EXTRACTED DATA
● ● ● ● ● ● ●

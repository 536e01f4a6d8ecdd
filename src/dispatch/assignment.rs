//! Request-to-elevator assignment
//!
//! Greedy and per-request: each buffered request is scored against every
//! elevator on its own and committed to the cheapest one. Commitments are
//! never revisited.

use log::{debug, warn};
use ordered_float::OrderedFloat;

use super::ledger::RequestLedger;
use super::params::DispatchParams;
use super::tracker::{ElevatorState, ElevatorTracker};
use super::types::{Direction, ElevatorId, PassengerId, Request};

/// A committed assignment
#[derive(Debug, Clone, Copy, PartialEq)]
pub struct Assignment {
    pub passenger: PassengerId,
    pub elevator: ElevatorId,
    pub cost: f64,
}

/// Direction penalty before weighting by γ
pub fn direction_penalty(state: &ElevatorState, request: &Request, params: &DispatchParams) -> f64 {
    let floor = state.floor();
    match state.direction {
        Direction::Stopped => 0.0,
        direction if direction == request.direction => {
            if direction.is_ahead_or_at(floor, request.origin) {
                0.0
            } else {
                params.behind_penalty
            }
        }
        _ => params.opposite_penalty,
    }
}

/// Cost of serving `request` with the elevator in `state`
pub fn assignment_cost(state: &ElevatorState, request: &Request, params: &DispatchParams) -> f64 {
    let distance = state.floor().abs_diff(request.origin) as f64;
    let load = state.snapshot.passenger_count as f64;

    params.alpha * distance
        + params.beta * load
        + params.gamma * direction_penalty(state, request, params)
}

/// Pick the cheapest elevator for `request`
///
/// Ties go to the first elevator in tracker order.
pub fn best_elevator(
    tracker: &ElevatorTracker,
    request: &Request,
    params: &DispatchParams,
) -> Option<(ElevatorId, f64)> {
    tracker
        .states()
        .map(|state| (state.id(), OrderedFloat(assignment_cost(state, request, params))))
        .min_by_key(|(_, cost)| *cost)
        .map(|(id, cost)| (id, cost.into_inner()))
}

/// Drain `pending` into the ledger
///
/// With no elevators tracked nothing is drained, so the requests are retried
/// on the next cycle.
pub fn assign(
    pending: &mut Vec<Request>,
    tracker: &ElevatorTracker,
    ledger: &mut RequestLedger,
    params: &DispatchParams,
) -> Vec<Assignment> {
    if pending.is_empty() {
        return Vec::new();
    }

    if tracker.is_empty() {
        warn!(
            "No elevators available, keeping {} request(s) for the next cycle",
            pending.len()
        );
        return Vec::new();
    }

    let mut assignments = Vec::with_capacity(pending.len());

    for request in pending.drain(..) {
        let Some((elevator, cost)) = best_elevator(tracker, &request, params) else {
            continue;
        };

        ledger.add_call(elevator, request.origin);
        debug!(
            "{} at floor {} ({}) assigned to {} (cost {:.2})",
            request.passenger, request.origin, request.direction, elevator, cost
        );

        assignments.push(Assignment {
            passenger: request.passenger,
            elevator,
            cost,
        });
    }

    assignments
}
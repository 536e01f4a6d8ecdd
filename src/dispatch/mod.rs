//! Assignment-and-scan dispatch engine
//!
//! Decides which elevator serves each pickup request and which floor every
//! elevator heads to next. The engine never talks to an elevator directly:
//! it consumes notifications and returns commands, so any environment
//! adapter can drive it.

mod assignment;
mod ledger;
mod look;
mod params;
mod policy;
mod scan;
mod tracker;
mod types;

pub use assignment::{assign, assignment_cost, best_elevator, direction_penalty, Assignment};
pub use ledger::{FloorCounts, FloorLedger, RequestLedger};
pub use look::LookPolicy;
pub use params::{
    DispatchParams, DEFAULT_ALPHA, DEFAULT_BEHIND_PENALTY, DEFAULT_BETA, DEFAULT_GAMMA,
    DEFAULT_OPPOSITE_PENALTY,
};
pub use policy::{Command, DispatchPolicy, ElevatorEvent, Notification};
pub use scan::{candidate_floors, select_next_target};
pub use tracker::{ElevatorState, ElevatorTracker};
pub use types::{Direction, ElevatorId, ElevatorSnapshot, Floor, PassengerId, Request};
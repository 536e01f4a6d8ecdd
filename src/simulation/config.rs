//! Building configuration for the headless harness

use anyhow::{bail, Result};

use crate::dispatch::Floor;

/// Number of floors in the default building
pub const DEFAULT_FLOORS: u32 = 10;
/// Number of elevators in the default building
pub const DEFAULT_ELEVATORS: usize = 3;
/// Passengers an elevator can carry at once
pub const DEFAULT_CAPACITY: usize = 8;
/// Floors travelled per tick
pub const DEFAULT_SPEED: f32 = 0.5;
/// Probability that a new passenger appears on a given tick
pub const DEFAULT_SPAWN_RATE: f64 = 0.15;

#[derive(Debug, Clone, Copy, PartialEq)]
pub struct BuildingConfig {
    pub floors: u32,
    pub elevators: usize,
    pub capacity: usize,
    pub speed: f32,
    pub spawn_rate: f64,
}

impl Default for BuildingConfig {
    fn default() -> Self {
        Self {
            floors: DEFAULT_FLOORS,
            elevators: DEFAULT_ELEVATORS,
            capacity: DEFAULT_CAPACITY,
            speed: DEFAULT_SPEED,
            spawn_rate: DEFAULT_SPAWN_RATE,
        }
    }
}

impl BuildingConfig {
    pub fn validate(&self) -> Result<()> {
        if self.floors < 2 {
            bail!("A building needs at least 2 floors, got {}", self.floors);
        }
        if self.elevators == 0 {
            bail!("A building needs at least one elevator");
        }
        if self.capacity == 0 {
            bail!("Elevator capacity must be positive");
        }
        if !(self.speed > 0.0 && self.speed <= 1.0) {
            bail!("Speed must be in (0, 1] floors per tick, got {}", self.speed);
        }
        if !(0.0..=1.0).contains(&self.spawn_rate) {
            bail!("Spawn rate must be a probability, got {}", self.spawn_rate);
        }
        Ok(())
    }

    pub fn contains_floor(&self, floor: Floor) -> bool {
        floor < self.floors
    }
}
//! Main simulation world that ties the building and a dispatch policy together
//!
//! The world plays the environment: it moves cars, spawns passengers, lets
//! them board and alight, and talks to the policy only through
//! notifications and commands.

use anyhow::{bail, Context, Result};
use log::{debug, warn};
use rand::rngs::StdRng;
use rand::Rng;
use rand::SeedableRng;
use std::collections::BTreeMap;

use crate::dispatch::{
    Command, DispatchPolicy, ElevatorEvent, ElevatorId, ElevatorSnapshot, Floor, Notification,
    PassengerId,
};

use super::config::BuildingConfig;
use super::elevator::{ElevatorUpdateResult, SimElevator};
use super::passenger::SimPassenger;
use super::stats::SimulationStats;

/// The main simulation world
pub struct SimWorld<P: DispatchPolicy> {
    pub config: BuildingConfig,

    /// All elevator cars, indexed by id
    pub elevators: Vec<SimElevator>,

    /// Passengers waiting at each floor, in arrival order
    pub waiting: BTreeMap<Floor, Vec<SimPassenger>>,

    /// The dispatcher under test
    policy: P,

    /// Notifications raised outside of `tick` (manually added passengers)
    inbox: Vec<Notification>,

    /// Whether random passengers are spawned
    pub spawning: bool,

    next_passenger_id: usize,

    /// Ticks elapsed
    pub tick: u64,

    /// Optional seeded RNG for reproducible simulations
    rng: Option<StdRng>,

    pub stats: SimulationStats,
}

impl<P: DispatchPolicy> SimWorld<P> {
    fn new_internal(config: BuildingConfig, policy: P, rng: Option<StdRng>) -> Result<Self> {
        config.validate().context("Invalid building configuration")?;

        let elevators = (0..config.elevators)
            .map(|index| SimElevator::new(ElevatorId(index), 0, config.capacity))
            .collect();

        let mut world = Self {
            config,
            elevators,
            waiting: BTreeMap::new(),
            policy,
            inbox: Vec::new(),
            spawning: true,
            next_passenger_id: 0,
            tick: 0,
            rng,
            stats: SimulationStats::default(),
        };

        let snapshots = world.snapshots();
        let commands = world.policy.on_init(&snapshots);
        world.apply_commands(commands);

        Ok(world)
    }

    pub fn new(config: BuildingConfig, policy: P) -> Result<Self> {
        Self::new_internal(config, policy, None)
    }

    /// Create a new SimWorld with a seeded RNG for reproducible simulations
    pub fn new_with_seed(config: BuildingConfig, policy: P, seed: u64) -> Result<Self> {
        Self::new_internal(config, policy, Some(StdRng::seed_from_u64(seed)))
    }

    pub fn policy(&self) -> &P {
        &self.policy
    }

    /// Get a random floor, using seeded RNG if available
    fn random_floor(&mut self) -> Floor {
        let floors = self.config.floors;
        match &mut self.rng {
            Some(rng) => rng.random_range(0..floors),
            None => rand::rng().random_range(0..floors),
        }
    }

    /// Roll for a passenger spawn, using seeded RNG if available
    fn should_spawn(&mut self) -> bool {
        let rate = self.config.spawn_rate;
        match &mut self.rng {
            Some(rng) => rng.random_bool(rate),
            None => rand::rng().random_bool(rate),
        }
    }

    fn next_passenger_id(&mut self) -> PassengerId {
        let id = PassengerId(self.next_passenger_id);
        self.next_passenger_id += 1;
        id
    }

    pub fn snapshots(&self) -> Vec<ElevatorSnapshot> {
        self.elevators.iter().map(SimElevator::snapshot).collect()
    }

    pub fn waiting_count(&self) -> usize {
        self.waiting.values().map(Vec::len).sum()
    }

    pub fn riding_count(&self) -> usize {
        self.elevators.iter().map(|e| e.passengers.len()).sum()
    }

    /// True when nobody is waiting or riding
    pub fn is_drained(&self) -> bool {
        self.waiting_count() == 0 && self.riding_count() == 0 && self.inbox.is_empty()
    }

    /// Place a passenger at `origin`; the call is announced on the next tick
    pub fn add_passenger(&mut self, origin: Floor, destination: Floor) -> Result<PassengerId> {
        if !self.config.contains_floor(origin) || !self.config.contains_floor(destination) {
            bail!(
                "Floors {} -> {} outside building of {} floors",
                origin,
                destination,
                self.config.floors
            );
        }
        if origin == destination {
            bail!("Passenger origin and destination are both floor {}", origin);
        }

        let id = self.next_passenger_id();
        let passenger = SimPassenger::new(id, origin, destination, self.tick);
        self.waiting.entry(origin).or_default().push(passenger);
        self.inbox.push(Notification::RequestArrived(passenger.request()));
        self.stats.record_spawn();
        Ok(id)
    }

    fn spawn_random_passenger(&mut self) {
        if !self.spawning || !self.should_spawn() {
            return;
        }

        let origin = self.random_floor();
        let mut destination = self.random_floor();
        while destination == origin {
            destination = self.random_floor();
        }

        if let Err(e) = self.add_passenger(origin, destination) {
            warn!("Failed to spawn passenger: {:#}", e);
        }
    }

    /// Apply a command coming back from the policy
    pub fn apply_command(&mut self, command: Command) -> Result<()> {
        let Command::MoveToFloor {
            elevator,
            floor,
            immediate,
        } = command;

        if !self.config.contains_floor(floor) {
            bail!("{} sent to floor {} outside the building", elevator, floor);
        }

        let car = self
            .elevators
            .get_mut(elevator.0)
            .with_context(|| format!("Elevator {} not found", elevator))?;
        car.command(floor, immediate);
        self.stats.total_commands_issued += 1;
        debug!("{} -> floor {}{}", elevator, floor, if immediate { " (immediate)" } else { "" });
        Ok(())
    }

    fn apply_commands(&mut self, commands: Vec<Command>) {
        for command in commands {
            if let Err(e) = self.apply_command(command) {
                self.stats.total_dispatch_errors += 1;
                warn!("Dropped command {:?}: {:#}", command, e);
            }
        }
    }

    /// Unload and load passengers of the car at `index` resting on `floor`
    fn exchange_passengers(&mut self, index: usize, floor: Floor) -> Vec<Notification> {
        let mut notifications = Vec::new();
        let tick = self.tick;
        let car = &mut self.elevators[index];

        for passenger in car.unload(floor) {
            let boarded_at = passenger.boarded_at.unwrap_or(passenger.spawned_at);
            self.stats.record_delivery(tick - boarded_at);
            notifications.push(Notification::Elevator(ElevatorEvent::PassengerAlighted {
                elevator: car.id,
                passenger: passenger.id,
                destination: passenger.destination,
            }));
        }

        if let Some(queue) = self.waiting.get_mut(&floor) {
            let boarding = car.free_space().min(queue.len());
            for mut passenger in queue.drain(..boarding) {
                passenger.boarded_at = Some(tick);
                self.stats.record_boarding(tick - passenger.spawned_at);
                notifications.push(Notification::Elevator(ElevatorEvent::PassengerBoarded {
                    elevator: car.id,
                    passenger: passenger.id,
                    origin: passenger.origin,
                    destination: passenger.destination,
                }));
                car.passengers.push(passenger);
            }
            if queue.is_empty() {
                self.waiting.remove(&floor);
            }
        }

        notifications
    }

    fn deliver(&mut self, notifications: Vec<Notification>) {
        for notification in notifications {
            match self.policy.notify(notification) {
                Ok(commands) => self.apply_commands(commands),
                Err(e) => {
                    self.stats.total_dispatch_errors += 1;
                    warn!("Policy rejected {:?}: {:#}", notification, e);
                }
            }
        }
    }

    /// Advance the world by one tick
    pub fn tick(&mut self) {
        self.tick += 1;

        self.spawn_random_passenger();
        let mut notifications = std::mem::take(&mut self.inbox);

        let speed = self.config.speed;
        for index in 0..self.elevators.len() {
            let id = self.elevators[index].id;
            match self.elevators[index].update(speed) {
                ElevatorUpdateResult::Arrived(floor) => {
                    notifications.push(Notification::Elevator(ElevatorEvent::Stopped {
                        elevator: id,
                        floor,
                    }));
                    notifications.extend(self.exchange_passengers(index, floor));
                }
                ElevatorUpdateResult::BecameIdle => {
                    notifications.push(Notification::Elevator(ElevatorEvent::Idle { elevator: id }));
                }
                ElevatorUpdateResult::Moving | ElevatorUpdateResult::Resting => {}
            }
        }

        self.deliver(notifications);

        let snapshots = self.snapshots();
        let commands = self.policy.on_tick_end(&snapshots);
        self.apply_commands(commands);
    }

    /// Stop spawning and tick until everybody is delivered
    /// Returns the number of extra ticks run, or an error after `max_ticks`
    pub fn run_until_drained(&mut self, max_ticks: u64) -> Result<u64> {
        self.spawning = false;
        for extra in 0..max_ticks {
            if self.is_drained() {
                return Ok(extra);
            }
            self.tick();
        }
        if self.is_drained() {
            return Ok(max_ticks);
        }
        bail!(
            "{} passenger(s) still waiting and {} riding after {} extra ticks",
            self.waiting_count(),
            self.riding_count(),
            max_ticks
        )
    }

    /// Print a summary of the world state
    pub fn print_summary(&self) {
        println!("=== Elevator Simulation Summary ===");
        println!("Tick: {}", self.tick);
        println!(
            "Floors: {}, Elevators: {}",
            self.config.floors,
            self.elevators.len()
        );
        println!(
            "Waiting: {}, Riding: {}, Delivered: {}/{}",
            self.waiting_count(),
            self.riding_count(),
            self.stats.total_passengers_delivered,
            self.stats.total_passengers_spawned
        );
        println!();

        println!("--- Elevators ---");
        for car in &self.elevators {
            println!(
                "  {}: position={:.1}, target={}, passengers={}/{}",
                car.id,
                car.position,
                car.target
                    .map(|floor| floor.to_string())
                    .unwrap_or_else(|| "-".to_string()),
                car.passengers.len(),
                car.capacity
            );
        }

        if !self.waiting.is_empty() {
            println!("--- Waiting ---");
            for (floor, queue) in &self.waiting {
                println!("  Floor {}: {} passenger(s)", floor, queue.len());
            }
        }
    }

    /// Draw the elevator shafts in the terminal
    pub fn draw_shafts(&self) {
        println!("\n=== Shafts ===");
        println!("Legend: [n]=Car with n passengers, |=Shaft, w=Waiting passengers");
        println!();
        for floor in (0..self.config.floors).rev() {
            let mut line = format!("{:>3} ", floor);
            for car in &self.elevators {
                if car.snapshot().floor() == floor {
                    line.push_str(&format!("[{}]", car.passengers.len()));
                } else {
                    line.push_str(" | ");
                }
            }
            let waiting = self.waiting.get(&floor).map_or(0, Vec::len);
            if waiting > 0 {
                line.push_str(&format!("  w{}", waiting));
            }
            println!("{}", line);
        }
        println!();
    }
}
//! LOOK target selection
//!
//! An elevator keeps going in its current direction while requested floors
//! remain ahead of it, then turns around to the nearest floor behind it.

use std::collections::BTreeSet;
use std::ops::Bound::{Excluded, Unbounded};

use super::ledger::FloorLedger;
use super::types::{Direction, Floor};

/// Next floor to visit, or `None` when there is nothing to do
pub fn select_next_target(
    floor: Floor,
    direction: Direction,
    requested: &BTreeSet<Floor>,
) -> Option<Floor> {
    if requested.is_empty() {
        return None;
    }

    let nearest_above = requested.range((Excluded(floor), Unbounded)).next().copied();
    let nearest_below = requested.range(..floor).next_back().copied();
    let here = requested.contains(&floor).then_some(floor);

    match direction {
        Direction::Up => nearest_above.or(nearest_below).or(here),
        Direction::Down => nearest_below.or(nearest_above).or(here),
        Direction::Stopped => requested
            .iter()
            .copied()
            .min_by_key(|candidate| (candidate.abs_diff(floor), *candidate)),
    }
}

/// Floors an elevator may currently be sent to
///
/// A full car can only drop passengers off, so its pending calls are held
/// back (not forgotten) until a destination has been served.
pub fn candidate_floors(ledger: &FloorLedger, is_full: bool) -> BTreeSet<Floor> {
    if is_full {
        ledger.destinations.floors().collect()
    } else {
        ledger.requested_floors()
    }
}
//! Elevator state tracking
//!
//! Single owner of per-elevator direction, committed target and the latest
//! snapshot reported by the environment.

use anyhow::{Context, Result};
use std::collections::BTreeMap;

use super::types::{Direction, ElevatorId, ElevatorSnapshot, Floor};

/// Tracked state of one elevator
#[derive(Debug, Clone, Copy, PartialEq)]
pub struct ElevatorState {
    pub snapshot: ElevatorSnapshot,
    pub direction: Direction,
    pub target: Option<Floor>,
}

impl ElevatorState {
    pub fn new(snapshot: ElevatorSnapshot) -> Self {
        Self {
            snapshot,
            direction: Direction::Stopped,
            target: None,
        }
    }

    pub fn id(&self) -> ElevatorId {
        self.snapshot.id
    }

    pub fn floor(&self) -> Floor {
        self.snapshot.floor()
    }

    /// True when a fresh target should be selected
    ///
    /// A target only counts as reached once the car rests on it; a car
    /// descending through the floor below its target must not re-plan early.
    pub fn needs_target(&self) -> bool {
        match self.target {
            None => true,
            Some(target) => self.snapshot.resting_floor() == Some(target),
        }
    }
}

/// States of the whole fleet, iterated in ascending elevator id order
#[derive(Debug, Clone, Default)]
pub struct ElevatorTracker {
    states: BTreeMap<ElevatorId, ElevatorState>,
}

impl ElevatorTracker {
    pub fn new() -> Self {
        Self::default()
    }

    /// Start tracking an elevator, keeping any existing direction and target
    pub fn register(&mut self, snapshot: ElevatorSnapshot) {
        self.states
            .entry(snapshot.id)
            .and_modify(|state| state.snapshot = snapshot)
            .or_insert_with(|| ElevatorState::new(snapshot));
    }

    /// Refresh position and load from the environment
    pub fn observe(&mut self, snapshot: ElevatorSnapshot) {
        self.register(snapshot);
    }

    pub fn get(&self, elevator: ElevatorId) -> Option<&ElevatorState> {
        self.states.get(&elevator)
    }

    fn get_mut(&mut self, elevator: ElevatorId) -> Result<&mut ElevatorState> {
        self.states
            .get_mut(&elevator)
            .with_context(|| format!("Elevator {} is not tracked", elevator))
    }

    pub fn contains(&self, elevator: ElevatorId) -> bool {
        self.states.contains_key(&elevator)
    }

    pub fn elevator_ids(&self) -> Vec<ElevatorId> {
        self.states.keys().copied().collect()
    }

    pub fn states(&self) -> impl Iterator<Item = &ElevatorState> {
        self.states.values()
    }

    pub fn len(&self) -> usize {
        self.states.len()
    }

    pub fn is_empty(&self) -> bool {
        self.states.is_empty()
    }

    pub fn set_direction(&mut self, elevator: ElevatorId, direction: Direction) -> Result<()> {
        self.get_mut(elevator)?.direction = direction;
        Ok(())
    }

    /// Commit a new target and derive the direction from it
    ///
    /// A target equal to the current floor leaves the direction unchanged.
    pub fn set_target(&mut self, elevator: ElevatorId, target: Floor) -> Result<Direction> {
        let state = self.get_mut(elevator)?;
        state.target = Some(target);
        if let Some(direction) = Direction::between(state.floor(), target) {
            state.direction = direction;
        }
        Ok(state.direction)
    }

    pub fn clear_target(&mut self, elevator: ElevatorId) -> Result<()> {
        self.get_mut(elevator)?.target = None;
        Ok(())
    }

    /// Record that the elevator stopped at `floor`
    /// Returns true if that floor was its committed target
    pub fn mark_stopped(&mut self, elevator: ElevatorId, floor: Floor) -> Result<bool> {
        let state = self.get_mut(elevator)?;
        state.snapshot.position = floor as f32;
        let reached = state.target == Some(floor);
        if reached {
            state.target = None;
        }
        Ok(reached)
    }
}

● ● ● ● ● ● ●

WHAT THE TASK ASKS
Scan the entries above. Copy each line that has the string "engine".

SOLUTION TO THE EXERCISE
//! Assignment-and-scan dispatch engine
//! elevator heads to next. The engine never talks to an elevator directly:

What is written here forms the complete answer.